Paris-based Advanced Machine Intelligence (AMI) — the startup founded by former Meta Platforms chief AI scientist Yann LeCun — said it has raised a €890 million financing round from global investors “who believe in our vision of universally intelligent systems centered on world models.”
The round was co-led by Cathay Innovation, Greycroft, Hiro Capital, HV Capital, and Bezos Expeditions and other investors and angels across the world.
“AMI is also supported by a group of long-term global investors and strategic backers, including Toyota Ventures, New Legacy Ventures, Temasek, SBVA, NVIDIA, Mark Cuban, Association Familiale Mulliez, Groupe industriel Marcel Dassault, Sea, and Alpha Intelligence Capital,” said AMI.
“Additional significant participation comes from Eric Schmidt, Aglaé Lab, ZEBOX Ventures, Artémis, Xavier Niel, Publicis Groupe, Samsung, Bpifrance Digital Venture, Jim Breyer, Tim & Rosemary Berners-Lee, and Mark Leslie.
“We are a growing team of researchers and builders, operating in Paris, New York, Montreal and Singapore from day one.”
In an interview with Reuters, LeCun said AMI aims to build systems capable of reasoning and planning in complex real-world settings. He added that current AI approaches based on predicting the next word or pixel will not produce broadly capable intelligent agents by themselves.

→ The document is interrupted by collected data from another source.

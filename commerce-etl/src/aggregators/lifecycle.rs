use super::{first_value, require_columns, INPUT};
use crate::context::EtlContext;
use crate::dataset::Dataset;
use crate::error::Result;
use crate::logging::EtlLogger;
use tracing::instrument;

/// Statuses of orders that are neither delivered nor cancelled.
pub const IN_PROGRESS_STATUSES: [&str; 3] = ["pending", "processing", "shipped"];

/// Order status funnel and terminal-state rates.
#[derive(Debug, Clone)]
pub struct OrderLifecycle {
    ctx: EtlContext,
    logger: EtlLogger,
}

impl OrderLifecycle {
    pub fn new(ctx: EtlContext, logger: EtlLogger) -> Self {
        Self {
            ctx,
            logger: logger.for_component("order_lifecycle"),
        }
    }

    /// Order count and share per status.
    ///
    /// Rows are ordered by count descending, ties broken alphabetically by
    /// status. Null statuses are not counted.
    /// Columns: `status`, `orders`, `share`.
    #[instrument(skip(self, orders), fields(rows = orders.num_rows()))]
    pub async fn status_funnel(&self, orders: &Dataset) -> Result<Dataset> {
        require_columns(orders, &["status"], &self.logger)?;
        let result = self
            .ctx
            .query(
                &[(INPUT, orders)],
                "WITH counts AS ( \
                   SELECT status, COUNT(*) AS orders FROM enriched \
                   WHERE status IS NOT NULL GROUP BY status \
                 ), total AS (SELECT SUM(orders) AS total FROM counts) \
                 SELECT c.status, c.orders, \
                 CAST(c.orders AS DOUBLE) / CAST(t.total AS DOUBLE) AS share \
                 FROM counts c CROSS JOIN total t \
                 ORDER BY c.orders DESC, c.status ASC",
                "status_funnel",
            )
            .await?;
        crate::log_data_op!(self.logger, statuses = result.num_rows(), "Status funnel computed");
        Ok(result)
    }

    /// Fraction of orders whose status is `cancelled`.
    #[instrument(skip(self, orders), fields(rows = orders.num_rows()))]
    pub async fn cancellation_rate(&self, orders: &Dataset) -> Result<f64> {
        let rate = self.status_rate(orders, "cancelled").await?;
        crate::log_data_op!(self.logger, rate, "Cancellation rate computed");
        Ok(rate)
    }

    /// Fraction of orders whose status is `delivered`.
    #[instrument(skip(self, orders), fields(rows = orders.num_rows()))]
    pub async fn delivery_rate(&self, orders: &Dataset) -> Result<f64> {
        let rate = self.status_rate(orders, "delivered").await?;
        crate::log_data_op!(self.logger, rate, "Delivery rate computed");
        Ok(rate)
    }

    async fn status_rate(&self, orders: &Dataset, status: &'static str) -> Result<f64> {
        require_columns(orders, &["status"], &self.logger)?;
        let sql = format!(
            "SELECT COALESCE(AVG(CASE WHEN lower(status) = '{status}' THEN 1.0 ELSE 0.0 END), 0.0) \
             AS rate FROM enriched"
        );
        let result = self
            .ctx
            .query(&[(INPUT, orders)], &sql, "status_rate")
            .await?;
        first_value(&result, "rate")
    }

    /// Count and value of in-progress orders per `order_month`, oldest first.
    ///
    /// Columns: `order_month`, `backlog_orders`, `backlog_value`.
    #[instrument(skip(self, orders), fields(rows = orders.num_rows()))]
    pub async fn in_progress_backlog(&self, orders: &Dataset) -> Result<Dataset> {
        require_columns(
            orders,
            &["status", "order_month", "order_id", "total_amount"],
            &self.logger,
        )?;
        let statuses = IN_PROGRESS_STATUSES
            .iter()
            .map(|s| format!("'{s}'"))
            .collect::<Vec<_>>()
            .join(", ");
        let sql = format!(
            "SELECT order_month, COUNT(order_id) AS backlog_orders, \
             SUM(total_amount) AS backlog_value \
             FROM enriched \
             WHERE lower(status) IN ({statuses}) AND order_month IS NOT NULL \
             GROUP BY order_month ORDER BY order_month"
        );
        let result = self
            .ctx
            .query(&[(INPUT, orders)], &sql, "backlog_in_progress")
            .await?;
        crate::log_data_op!(self.logger, months = result.num_rows(), "In-progress backlog computed");
        Ok(result)
    }
}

The company’s near-term target customers are organizations operating complex systems, including manufacturers, automakers, aerospace companies, biomedical firms and pharmaceutical groups, Reuters reported.
“We want to become the main provider of intelligent systems, regardless of what the application is,” LeCun said.
Over time, he added, the technology could also support consumer applications.
“What consumers could be interacting with is a domestic robot. You need a domestic robot to have some level of common sense to really understand the physical world.”
LeCun said he was also talking with Meta about potentially deploying the technology in its Ray-Ban Meta smart glasses. “That’s probably one of the shorter term potential applications,” he said.